На серверах приложений SAP NetWeaver должен быть настроен протокол SSL, поскольку аутентификация выполняется с использованием протокола SSL без ввода имени пользователя и пароля. Для использования протокола SSL требуется соединение HTTPS для связи между веб-браузером и сервером приложений NetWeaver ABAP.

Язык разметки утверждений безопасности (SAML2.0)

SAML2.0 можно использовать в качестве аутентификации с помощью единого входа с единым входом, и он обеспечивает единый вход для разных доменов. SAML 2.0 разработан названием организации OASIS. Он также предоставляет опцию «Единый выход», что означает, что когда пользователь выходит из всех систем, поставщик услуг в системе SAP уведомляет поставщиков удостоверений, которые, в свою очередь, выходят из всех сеансов.

Ниже приведены преимущества использования аутентификации SAML2.0 —

  • Вы можете уменьшить накладные расходы на поддержание аутентификации для системы, в которой размещено приложение для другой системы.

  • Вы также можете поддерживать аутентификацию для внешних поставщиков услуг, не поддерживая идентификационные данные пользователей в системах.

  • Возможность единого выхода из системы во всех системах.

  • Для сопоставления учетных записей пользователей автоматически.

Вы можете уменьшить накладные расходы на поддержание аутентификации для системы, в которой размещено приложение для другой системы.

Вы также можете поддерживать аутентификацию для внешних поставщиков услуг, не поддерживая идентификационные данные пользователей в системах.

Возможность единого выхода из системы во всех системах.

Для сопоставления учетных записей пользователей автоматически.

Аутентификация Kerberos

Вы также можете использовать Kerberos Authentication для сервера приложений SAP NetWeaver, используя доступ через веб-клиенты и веб-браузеры.
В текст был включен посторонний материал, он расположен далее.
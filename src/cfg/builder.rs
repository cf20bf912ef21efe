//! CFG construction.
//!
//! Statements are walked in reverse source order, prepending nodes onto a
//! running entry pointer, so `next` links always point at already-built
//! structure. The result is a chain from `entry` to the single `Exit`
//! node; `if` branches and `while` bodies are sub-chains that rejoin the
//! main chain through shared `next` ids, never through node duplication.

use tracing::debug;

use crate::ast::{AssignmentStmt, Program, Stmt, StmtList};
use crate::cfg::types::{
    Assignment, AssignmentId, BasicBlock, Cfg, CfgNode, CfgNodeId, CfgNodeKind, IfNode,
    LoopJoinNode, WhileNode,
};

/// Lower a program to its control flow graph.
///
/// This stage performs no validation; a malformed AST is a contract
/// violation by the parser.
pub fn build_cfg(program: &Program) -> Cfg<'_> {
    let mut builder = CfgBuilder::new();
    let exit = builder.exit;
    let entry = builder.lower_stmt_list(&program.statements, exit, true);
    debug!(
        nodes = builder.nodes.len(),
        assignments = builder.assignments.len(),
        "built CFG"
    );
    Cfg::new(builder.nodes, builder.assignments, entry, exit)
}

struct CfgBuilder<'p> {
    nodes: Vec<CfgNode<'p>>,
    assignments: Vec<Assignment<'p>>,
    exit: CfgNodeId,
}

impl<'p> CfgBuilder<'p> {
    fn new() -> Self {
        let exit = CfgNodeId(0);
        Self {
            nodes: vec![CfgNode {
                id: exit,
                kind: CfgNodeKind::Exit,
                next: None,
            }],
            assignments: Vec::new(),
            exit,
        }
    }

    fn push_node(&mut self, kind: CfgNodeKind<'p>, next: Option<CfgNodeId>) -> CfgNodeId {
        let id = CfgNodeId(self.nodes.len());
        self.nodes.push(CfgNode { id, kind, next });
        id
    }

    fn push_assignment(&mut self, stmt: &'p AssignmentStmt) -> AssignmentId {
        let id = AssignmentId(self.assignments.len());
        self.assignments.push(Assignment {
            name: stmt.lhs.clone(),
            expr: &*stmt.rhs,
            span: stmt.span,
        });
        id
    }

    /// Lower a statement list onto `entry`, returning the new entry.
    ///
    /// `allow_direct` controls whether the first assignment encountered
    /// may be folded into an entry node that is already a basic block.
    /// `if` bodies are lowered with it disabled so they never merge into a
    /// block that lives outside the branch.
    fn lower_stmt_list(
        &mut self,
        list: &'p StmtList,
        mut entry: CfgNodeId,
        mut allow_direct: bool,
    ) -> CfgNodeId {
        for stmt in list.statements.iter().rev() {
            match stmt {
                Stmt::Assignment(a) => {
                    let assignment = self.push_assignment(a);
                    entry = self.prepend_assignment(assignment, entry, &mut allow_direct);
                }
                Stmt::If(s) => {
                    let then_branch = self.lower_stmt_list(&s.then_block, entry, false);
                    entry = self.push_node(
                        CfgNodeKind::If(IfNode {
                            condition: &*s.condition,
                            then_branch,
                        }),
                        Some(entry),
                    );
                }
                Stmt::While(s) => {
                    let after = entry;
                    let join =
                        self.push_node(CfgNodeKind::LoopJoin(LoopJoinNode { header: None }), Some(after));
                    let body = self.lower_stmt_list(&s.body, join, true);
                    let head = self.push_node(
                        CfgNodeKind::While(WhileNode {
                            condition: &*s.condition,
                            body,
                        }),
                        Some(after),
                    );
                    match &mut self.nodes[join.0].kind {
                        CfgNodeKind::LoopJoin(j) => j.header = Some(head),
                        _ => unreachable!("join id always addresses a loop join"),
                    }
                    entry = head;
                }
            }
        }
        entry
    }

    /// Prepend one assignment, growing the entry block at the front when
    /// direct linking permits it and starting a fresh block otherwise.
    fn prepend_assignment(
        &mut self,
        assignment: AssignmentId,
        entry: CfgNodeId,
        allow_direct: &mut bool,
    ) -> CfgNodeId {
        if *allow_direct {
            if let CfgNodeKind::Basic(block) = &mut self.nodes[entry.0].kind {
                block.assignments.insert(0, assignment);
                return entry;
            }
        }
        *allow_direct = true;
        self.push_node(
            CfgNodeKind::Basic(BasicBlock {
                assignments: vec![assignment],
            }),
            Some(entry),
        )
    }
}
Он использует простой и защищенный механизм согласования API GSS SPNego, который также требует единого входа SSO 2.0 или более поздней версии с дополнительными лицензиями для использования этой аутентификации. SPNego не поддерживает безопасность транспортного уровня, поэтому рекомендуется использовать протокол SSL для добавления безопасности транспортного уровня для взаимодействия с сервером приложений NetWeaver.

Новый пользователь

На скриншоте выше вы можете увидеть различные методы аутентификации, которые можно настроить в профиле пользователя для аутентификации.

Каждый метод аутентификации в SAP имеет свои преимущества и может использоваться в различных сценариях.